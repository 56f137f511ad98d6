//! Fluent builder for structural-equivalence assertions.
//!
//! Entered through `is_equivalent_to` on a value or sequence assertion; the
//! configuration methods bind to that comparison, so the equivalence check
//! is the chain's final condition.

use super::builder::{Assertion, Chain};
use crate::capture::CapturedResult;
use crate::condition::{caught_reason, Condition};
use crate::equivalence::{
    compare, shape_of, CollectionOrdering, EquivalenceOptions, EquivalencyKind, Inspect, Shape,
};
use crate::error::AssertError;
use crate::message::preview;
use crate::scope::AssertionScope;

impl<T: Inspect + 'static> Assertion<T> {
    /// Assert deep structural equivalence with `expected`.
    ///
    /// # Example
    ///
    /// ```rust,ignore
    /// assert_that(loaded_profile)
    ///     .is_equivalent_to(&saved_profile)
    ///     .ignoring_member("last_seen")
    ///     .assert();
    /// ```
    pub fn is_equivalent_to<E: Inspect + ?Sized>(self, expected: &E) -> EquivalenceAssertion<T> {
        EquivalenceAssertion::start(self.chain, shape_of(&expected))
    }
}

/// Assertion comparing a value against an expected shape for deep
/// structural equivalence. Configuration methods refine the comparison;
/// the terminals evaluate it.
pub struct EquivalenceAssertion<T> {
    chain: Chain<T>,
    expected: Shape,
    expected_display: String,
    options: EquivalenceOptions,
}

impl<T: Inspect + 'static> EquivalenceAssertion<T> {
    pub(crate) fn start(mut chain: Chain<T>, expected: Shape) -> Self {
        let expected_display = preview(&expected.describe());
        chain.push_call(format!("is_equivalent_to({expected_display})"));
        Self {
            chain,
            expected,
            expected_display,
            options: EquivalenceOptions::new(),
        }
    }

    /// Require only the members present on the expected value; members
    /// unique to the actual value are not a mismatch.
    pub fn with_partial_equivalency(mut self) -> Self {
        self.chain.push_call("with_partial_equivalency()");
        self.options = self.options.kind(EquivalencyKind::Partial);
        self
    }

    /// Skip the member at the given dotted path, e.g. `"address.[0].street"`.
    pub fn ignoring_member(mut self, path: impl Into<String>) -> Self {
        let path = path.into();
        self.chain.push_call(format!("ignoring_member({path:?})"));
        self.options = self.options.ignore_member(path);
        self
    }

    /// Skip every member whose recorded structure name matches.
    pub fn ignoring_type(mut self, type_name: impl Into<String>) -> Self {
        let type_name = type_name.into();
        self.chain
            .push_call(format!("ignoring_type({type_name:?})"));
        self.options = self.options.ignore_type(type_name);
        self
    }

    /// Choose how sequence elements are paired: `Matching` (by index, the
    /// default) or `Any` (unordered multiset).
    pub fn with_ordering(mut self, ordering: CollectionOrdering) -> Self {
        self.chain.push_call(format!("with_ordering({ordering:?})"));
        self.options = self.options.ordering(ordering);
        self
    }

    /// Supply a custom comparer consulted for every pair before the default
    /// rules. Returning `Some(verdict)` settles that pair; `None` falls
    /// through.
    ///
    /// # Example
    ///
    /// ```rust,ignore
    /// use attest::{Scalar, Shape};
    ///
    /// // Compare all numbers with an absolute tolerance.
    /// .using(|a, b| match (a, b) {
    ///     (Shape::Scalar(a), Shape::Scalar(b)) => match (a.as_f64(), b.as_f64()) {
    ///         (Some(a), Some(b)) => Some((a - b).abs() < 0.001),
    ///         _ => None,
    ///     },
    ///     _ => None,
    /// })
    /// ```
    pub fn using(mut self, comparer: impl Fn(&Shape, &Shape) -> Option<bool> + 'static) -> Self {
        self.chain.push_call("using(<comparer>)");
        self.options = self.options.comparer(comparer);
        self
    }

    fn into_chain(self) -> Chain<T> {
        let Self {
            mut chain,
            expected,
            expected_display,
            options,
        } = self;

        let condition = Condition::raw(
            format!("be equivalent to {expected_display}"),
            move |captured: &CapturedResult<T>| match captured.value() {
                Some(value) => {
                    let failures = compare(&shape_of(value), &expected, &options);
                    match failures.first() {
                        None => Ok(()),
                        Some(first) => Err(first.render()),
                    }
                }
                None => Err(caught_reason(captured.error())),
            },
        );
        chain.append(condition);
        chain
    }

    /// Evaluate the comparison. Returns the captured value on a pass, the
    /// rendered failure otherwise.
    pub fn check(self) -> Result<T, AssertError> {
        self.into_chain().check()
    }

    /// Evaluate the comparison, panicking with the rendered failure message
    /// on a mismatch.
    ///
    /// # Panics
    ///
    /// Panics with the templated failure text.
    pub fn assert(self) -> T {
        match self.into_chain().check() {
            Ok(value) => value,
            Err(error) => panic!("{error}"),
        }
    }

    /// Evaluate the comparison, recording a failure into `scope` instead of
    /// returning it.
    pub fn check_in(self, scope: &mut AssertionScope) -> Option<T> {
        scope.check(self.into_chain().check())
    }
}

◆ **Activity**
Every entry must appear in the answer, reproduced exactly.

◆ **Exercise solution**
repository 56f137f511ad98d6
//! Fluent builder for structural-equivalence assertions.
//!
//! Entered through `is_equivalent_to` on a value or sequence assertion; the
//! configuration methods bind to that comparison, so the equivalence check
//! is the chain's final condition.

use super::builder::{Assertion, Chain};
use crate::capture::CapturedResult;
use crate::condition::{caught_reason, Condition};
use crate::equivalence::{
    compare, shape_of, CollectionOrdering, EquivalenceOptions, EquivalencyKind, Inspect, Shape,
};
use crate::error::AssertError;
use crate::message::preview;
use crate::scope::AssertionScope;

impl<T: Inspect + 'static> Assertion<T> {
    /// Assert deep structural equivalence with `expected`.
    ///
    /// # Example
    ///
    /// ```rust,ignore
    /// assert_that(loaded_profile)
    ///     .is_equivalent_to(&saved_profile)
    ///     .ignoring_member("last_seen")
    ///     .assert();
    /// ```
    pub fn is_equivalent_to<E: Inspect + ?Sized>(self, expected: &E) -> EquivalenceAssertion<T> {
        EquivalenceAssertion::start(self.chain, shape_of(&expected))
    }
}

/// Assertion comparing a value against an expected shape for deep
/// structural equivalence. Configuration methods refine the comparison;
/// the terminals evaluate it.
pub struct EquivalenceAssertion<T> {
    chain: Chain<T>,
    expected: Shape,
    expected_display: String,
    options: EquivalenceOptions,
}

impl<T: Inspect + 'static> EquivalenceAssertion<T> {
    pub(crate) fn start(mut chain: Chain<T>, expected: Shape) -> Self {
        let expected_display = preview(&expected.describe());
        chain.push_call(format!("is_equivalent_to({expected_display})"));
        Self {
            chain,
            expected,
            expected_display,
            options: EquivalenceOptions::new(),
        }
    }

    /// Require only the members present on the expected value; members
    /// unique to the actual value are not a mismatch.
    pub fn with_partial_equivalency(mut self) -> Self {
        self.chain.push_call("with_partial_equivalency()");
        self.options = self.options.kind(EquivalencyKind::Partial);
        self
    }

    /// Skip the member at the given dotted path, e.g. `"address.[0].street"`.
    pub fn ignoring_member(mut self, path: impl Into<String>) -> Self {
        let path = path.into();
        self.chain.push_call(format!("ignoring_member({path:?})"));
        self.options = self.options.ignore_member(path);
        self
    }

    /// Skip every member whose recorded structure name matches.
    pub fn ignoring_type(mut self, type_name: impl Into<String>) -> Self {
        let type_name = type_name.into();
        self.chain
            .push_call(format!("ignoring_type({type_name:?})"));
        self.options = self.options.ignore_type(type_name);
        self
    }

    /// Choose how sequence elements are paired: `Matching` (by index, the
    /// default) or `Any` (unordered multiset).
    pub fn with_ordering(mut self, ordering: CollectionOrdering) -> Self {
        self.chain.push_call(format!("with_ordering({ordering:?})"));
        self.options = self.options.ordering(ordering);
        self
    }

    /// Supply a custom comparer consulted for every pair before the default
    /// rules. Returning `Some(verdict)` settles that pair; `None` falls
    /// through.
    ///
    /// # Example
    ///
    /// ```rust,ignore
    /// use attest::{Scalar, Shape};
    ///
    /// // Compare all numbers with an absolute tolerance.
    /// .using(|a, b| match (a, b) {
    ///     (Shape::Scalar(a), Shape::Scalar(b)) => match (a.as_f64(), b.as_f64()) {
    ///         (Some(a), Some(b)) => Some((a - b).abs() < 0.001),
    ///         _ => None,
    ///     },
    ///     _ => None,
    /// })
    /// ```
    pub fn using(mut self, comparer: impl Fn(&Shape, &Shape) -> Option<bool> + 'static) -> Self {
        self.chain.push_call("using(<comparer>)");
        self.options = self.options.comparer(comparer);
        self
    }

    fn into_chain(self) -> Chain<T> {
        let Self {
            mut chain,
            expected,
            expected_display,
            options,
        } = self;

        let condition = Condition::raw(
            format!("be equivalent to {expected_display}"),
            move |captured: &CapturedResult<T>| match captured.value() {
                Some(value) => {
                    let failures = compare(&shape_of(value), &expected, &options);
                    match failures.first() {
                        None => Ok(()),
                        Some(first) => Err(first.render()),
                    }
                }
                None => Err(caught_reason(captured.error())),
            },
        );
        chain.append(condition);
        chain
    }

    /// Evaluate the comparison. Returns the captured value on a pass, the
    /// rendered failure otherwise.
    pub fn check(self) -> Result<T, AssertError> {
        self.into_chain().check()
    }

    /// Evaluate the comparison, panicking with the rendered failure message
    /// on a mismatch.
    ///
    /// # Panics
    ///
    /// Panics with the templated failure text.
    pub fn assert(self) -> T {
        match self.into_chain().check() {
            Ok(value) => value,
            Err(error) => panic!("{error}"),
        }
    }

    /// Evaluate the comparison, recording a failure into `scope` instead of
    /// returning it.
    pub fn check_in(self, scope: &mut AssertionScope) -> Option<T> {
        scope.check(self.into_chain().check())
    }
}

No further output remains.